Dans l’état actuel des choses, on peut s’attendre à ce que cette domination se poursuive jusqu’à la fin de la réglementation actuelle, en 2025. Le nouveau moteur imposé par les organisateurs de la F1 à compter de la saison 2026 viendra augmenter la charge de travail des équipes et des manufacturiers engagés, qui seront au nombre de 6 et non plus 4 : Mercedes, Ferrari, Renault (via son équipe Alpine et vraisemblablement avec l’entité Andretti Global, liée à Cadillac mais qui prévoit acheter ses moteurs de Renault), Audi (rachat de l’actuelle écurie Sauber), Honda (avec Aston Martin) et… Ford, qui sera le partenaire de Red Bull.
Le moteur 2026, basé sur le V6 actuel, devra utiliser deux turbos, être nourri d'un biocarburant et faire appel à des composantes hybrides plus standardisées qu’actuellement. Le moteur électrique passera de 160 aujourd’hui à une équivalence maximale de 470 chevaux. Le carburant sera composé à 100% de résidus hors pétrole issus d’une usine de recyclage, de déchets urbains, et de carbone capturé (recyclé). Aucun dioxyde de carbone ne sera donc ajouté à l’atmosphère par le moteur.
La nouvelle réglementation vise à soutenir les quatre principaux objectifs à long terme de la Formule 1 :
- Préserver la qualité du spectacle : le moteur à combustion interne 2026 aura des performances similaires à celles des modèles actuels, en utilisant des moteurs à combustion interne à haut régime et en évitant une baisse excessive des performances pour permettre d'améliorer le spectacle en course.
- Durabilité environnementale : l'unité de puissance 2026 comprendra une augmentation du déploiement de l'énergie électrique jusqu'à 50% et utilisera un carburant 100% durable.
- Viabilité financière : les règlements financiers concernant les groupes motopropulseurs réduiront les coûts globaux pour les concurrents tout en conservant la vitrine technologique de pointe qui est au cœur de la Formule 1.
- Attractivité pour les nouveaux fabricants de groupes motopropulseurs : le règlement vise à permettre aux nouveaux venus de rejoindre le sport à un niveau compétitif et à les inciter à le faire. Attention toutefois que la porte à de nouvelles équipes sera le plus possible toujours… ouverte par la FIA qui souhaite voir 24 monoplaces en piste, et fermée par les équipes actuelles de F1 !
Ce nouveau moteur présente un dilemme pour l’équipe Red Bull : travailler au sein de l’entité RBPT avec le moteur actuel qui reçoit encore largement la commandite de Honda tout en développant, avec l’argent de Ford, le moteur des saisons 2026 et au-delà.

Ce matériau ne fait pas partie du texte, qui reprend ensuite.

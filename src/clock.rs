//! Kernel clock ticks, the time unit of CPU accounting in /proc/stat
//!
//! The tick rate (USER_HZ) is a property of the running system which cannot
//! change during the lifetime of a process, so it is queried once, on first
//! use, and cached for the rest of the process' lifetime. Initialization is
//! guarded by lazy_static's Once, subsequent reads are lock-free.

use lazy_static::lazy_static;
use std::time::Duration;
use tracing::{debug, warn};


/// Tick rate which Linux has been exporting to userspace for ages
const FALLBACK_TICKS_PER_SEC: u64 = 100;


lazy_static! {
    /// Number of CPU ticks from the statistics of /proc/stat in one second
    static ref TICKS_PER_SEC: u64 = {
        // This is safe: sysconf has no precondition and does not touch memory
        let ticks = unsafe { libc::sysconf(libc::_SC_CLK_TCK) };
        if ticks > 0 {
            debug!(ticks, "resolved kernel clock tick rate");
            ticks as u64
        } else {
            warn!(fallback = FALLBACK_TICKS_PER_SEC,
                  "sysconf(_SC_CLK_TCK) failed, assuming the default rate");
            FALLBACK_TICKS_PER_SEC
        }
    };
}


/// Conversion factor between kernel ticks and time
#[derive(Clone, Copy, Debug, PartialEq, Eq)]
pub struct ClockTicks {
    /// How many ticks make a second
    per_second: u64,
}
//
impl ClockTicks {
    /// Resolve the tick rate of the host system, or use the cached value if
    /// it has been resolved before
    pub fn resolve() -> Self {
        Self { per_second: *TICKS_PER_SEC }
    }

    /// Use a known tick rate (useful when analyzing data from another host)
    ///
    /// A rate of zero makes no sense and is replaced by the default rate.
    ///
    pub fn from_hz(per_second: u64) -> Self {
        Self {
            per_second: if per_second == 0 { FALLBACK_TICKS_PER_SEC }
                        else { per_second },
        }
    }

    /// Number of ticks in one second
    pub fn per_second(&self) -> u64 {
        self.per_second
    }

    /// Convert an amount of ticks into a Duration
    pub fn to_duration(&self, ticks: u64) -> Duration {
        let secs = ticks / self.per_second;
        let nanosecs = (ticks % self.per_second) * 1_000_000_000
                           / self.per_second;
        Duration::new(secs, nanosecs as u32)
    }
}
//! This module contains facilities for parsing and storing the data contained
//! in the paging statistics of /proc/stat (page and swap).
//!
//! These records disappeared from /proc/stat in Linux 2.6, in favor of
//! /proc/vmstat, but older kernels still emit them.

use crate::delta::counter_delta;
use crate::error::Error;
use crate::splitter::SplitColumns;
use serde::{Deserialize, Serialize};


/// Paging activity counters from /proc/stat
#[derive(Clone, Copy, Debug, Default, PartialEq, Eq, Serialize, Deserialize)]
pub struct Paging {
    /// Number of memory pages that were brought in from disk
    pub incoming: u64,

    /// Number of memory pages that were sent out to disk
    pub outgoing: u64,
}
//
impl Paging {
    /// Decode a "page" or "swap" record, whose key (`name`) is already
    /// consumed
    pub(super) fn parse(name: &str,
                        mut columns: SplitColumns,
                        errors: &mut Vec<Error>) -> Self {
        let mut paging = Self::default();
        for (direction, counter) in [("in", &mut paging.incoming),
                                     ("out", &mut paging.outgoing)] {
            match columns.expect().and_then(|field| field.parse_u64()) {
                Ok(pages) => *counter = pages,
                Err(cause) => {
                    errors.push(Error::parse(format!("{}.{}", name, direction),
                                             cause));
                },
            }
        }
        paging
    }

    /// Count the pages which moved between two snapshots
    pub(super) fn delta(name: &str, prior: &Self, current: &Self)
        -> Result<Self, Error>
    {
        Ok(Self {
            incoming: counter_delta(&format!("{}.in", name),
                                    prior.incoming, current.incoming)?,
            outgoing: counter_delta(&format!("{}.out", name),
                                    prior.outgoing, current.outgoing)?,
        })
    }
}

Le problème n’est pas tant de faire travailler des équipes séparées à l’interne mais d’éviter que les yeux de Honda ne soient trop présents, sachant que ce manufacturier sera associé avec l’équipe Aston Martin de Lawrence Stroll, qui est aujourd’hui l’une des 3 seules équipes à pouvoir espérer gagner en F1 - avec Fernando Alonso du moins - en cas de défaillance de Red Bull !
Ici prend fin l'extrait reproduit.